Capitão Clemente, subcomandante do Batalhão de Choque, negou qualquer relação entre o aumento dos confrontos policiais em Mato Grosso do Sul e a recente decisão dos Estados Unidos de classificar o Primeiro Comando da Capital (PCC) e o Comando Vermelho (CV) como grupos terroristas. Durante uma coletiva de imprensa, o capitão explicou que a escalada de violência é resultado da crescente atuação do crime organizado no Estado.

Segundo o capitão, “não tem essa relação diretamente” e destacou que a violência do crime tem aumentado em resposta ao combate efetivo das forças de segurança. “O crime cada vez mais está se utilizando de violência, de ameaça, porque o Estado também está em cima deles. Então, o Estado está fazendo a sua parte”, afirmou.

Confrontos e Mortes em 2026

Os dados da Secretaria de Justiça e Segurança Pública (Sejusp-MS) revelam que, entre 1º de janeiro e 9 de junho de 2026, 50 pessoas morreram em confrontos com agentes de Estado. Entre as mortes mais recentes, destacam-se:

  • A.D.S, que morreu em confronto em Sonora em 9 de junho;
  • M.E.A., de 22 anos, que foi morto em Sidrolândia em 8 de junho;
  • M.O.M.S, de 19 anos, que faleceu em Campo Grande em 6 de junho;
  • C.D.F.M. e A.C.C.R., que morreram em confronto em Rio Verde em 5 de junho.

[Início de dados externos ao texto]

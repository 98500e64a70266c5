#[cfg(test)]
mod tests {
    use crate::config::{curve_state_json, load_curve_params};
    use crate::*;
    use anyhow::Result;
    use approx::assert_relative_eq;
    use once_cell::sync::Lazy;
    use std::thread;

    static DEFAULT_CURVE: Lazy<BondingCurve> = Lazy::new(BondingCurve::default);

    // Helper to load the canonical display curve the way a caller would
    fn setup_default_curve() -> Result<BondingCurve> {
        let params = load_curve_params(br#"{"curve_type":"exponential","base_price":0.0001,"exponent":1.5}"#)?;
        params.validate()?;
        Ok(BondingCurve::new(params))
    }

    #[test]
    fn test_configured_curve_matches_default() -> Result<()> {
        let curve = setup_default_curve()?;

        assert_eq!(curve, BondingCurve::default());
        assert_eq!(curve.price_at(0.0), 0.0);
        assert_eq!(curve.price_at(1.0), 0.0001);
        assert_relative_eq!(curve.price_at(100.0), 0.1, max_relative = 1e-9);
        Ok(())
    }

    #[test]
    fn test_graduation_supply_on_default_curve() -> Result<()> {
        let curve = setup_default_curve()?;

        // market cap = 0.0001 * s^2.5, so graduation sits at s = (9e8)^(1/2.5)
        let graduation_supply = (GRADUATION_THRESHOLD / curve.base_price()).powf(1.0 / 2.5);
        assert!(!should_graduate(curve.market_cap_at(graduation_supply * 0.999)));
        assert!(should_graduate(curve.market_cap_at(graduation_supply * 1.001)));
        Ok(())
    }

    #[test]
    fn test_buy_flow_graduates_exactly_once() -> Result<()> {
        let curve = BondingCurve::new(CurveParams::linear(1.0, 0.5));
        let mut lifecycle = TokenLifecycle::new();
        let mut supply = 0.0;
        let mut events = Vec::new();

        for _ in 0..12 {
            lifecycle.ensure_trading()?;
            let quote = buy_quote(&curve, supply, 50.0)?;
            supply = quote.new_supply;

            let market_cap = calculate_market_cap(supply, curve.price_at(supply));
            if let Some(event) = lifecycle.observe(market_cap) {
                events.push(event);
            }
            if lifecycle.is_graduated() {
                break;
            }
        }

        // 450 tokens: 450 * 226 = 101,700 is the first cap over the threshold
        assert_eq!(supply, 450.0);
        assert_eq!(events.len(), 1);
        assert_eq!(events[0].market_cap, 101_700.0);
        assert!(matches!(
            lifecycle.ensure_trading(),
            Err(CurveError::AlreadyGraduated(Phase::Graduated))
        ));
        assert!(lifecycle.observe(0.0).is_none());
        Ok(())
    }

    #[test]
    fn test_market_cap_from_last_trade_price() {
        let mut cache: PriceCache<&str> = PriceCache::new(16, 60);
        cache.insert("SOL/USD", 150.0, 1_000);

        let sol_usd = cache.get(&"SOL/USD", 1_030).unwrap_or(0.0);
        let cap = market_cap_usd(1_000_000.0, 0.0006, sol_usd);

        assert_relative_eq!(cap, 90_000.0, max_relative = 1e-9);
        assert_eq!(cache.get(&"SOL/USD", 1_060), None);
    }

    #[test]
    fn test_cached_curve_prices() {
        let curve = setup_default_curve().expect("default curve loads");
        let mut cache: PriceCache<u64> = PriceCache::default();

        let price = cache.get_or_insert_with(100, 0, || curve.price_at(100.0));
        assert_relative_eq!(price, 0.1, max_relative = 1e-9);
        assert_eq!(cache.get(&100, 1), Some(price));
    }

    #[test]
    fn test_state_snapshot_for_default_curve() -> Result<()> {
        let curve = setup_default_curve()?;
        let state = curve_state_json(&curve, 100.0);

        assert_eq!(state["curve_type"], "exponential");
        assert_eq!(state["graduation_threshold"], 90_000.0);
        assert_eq!(state["can_graduate"], false);
        let progress = state["graduation_progress"].as_f64().unwrap_or(-1.0);
        // market cap 10 against a 90k threshold
        assert_relative_eq!(progress, 10.0 / 900.0, max_relative = 1e-9);
        Ok(())
    }

    #[test]
    fn test_shared_curve_across_threads() {
        let handles: Vec<_> = (0..8)
            .map(|i| {
                thread::spawn(move || {
                    let supply = 100.0 * (i + 1) as f64;
                    let price = DEFAULT_CURVE.price_at(supply);
                    (supply, price, DEFAULT_CURVE.supply_at_price(price))
                })
            })
            .collect();

        for handle in handles {
            let (supply, price, inverse) = handle.join().expect("worker panicked");
            assert_eq!(price, BondingCurve::default().price_at(supply));
            assert_relative_eq!(inverse, supply, max_relative = 1e-9);
        }
    }

    #[test]
    fn test_chart_points_are_non_decreasing() {
        let points = price_points(&DEFAULT_CURVE, 1_000_000.0, 64);

        assert_eq!(points.len(), 65);
        assert_eq!(points[0], PricePoint { supply: 0.0, price: 0.0 });
        assert!(points.windows(2).all(|pair| pair[1].price >= pair[0].price));
    }
}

Essas mortes são classificadas como homicídios decorrentes de oposição à intervenção policial, ocorrendo em diversas situações, como abordagens e flagrantes de tráfico de drogas.

Aumento dos Conflitos

O capitão Clemente também comentou sobre o aumento dos confrontos na região norte de MS, afirmando que é um fenômeno esporádico. Ele destacou que o Estado possui cinco divisas e duas fronteiras, o que contribui para a complexidade da situação de segurança no local. Em 2025, 73 pessoas já haviam morrido em confrontos com a polícia, evidenciando uma tendência preocupante.

Opinião

A situação em Mato Grosso do Sul reflete a luta constante entre as forças de segurança e o crime organizado, evidenciando a necessidade de estratégias mais eficazes para garantir a segurança da população.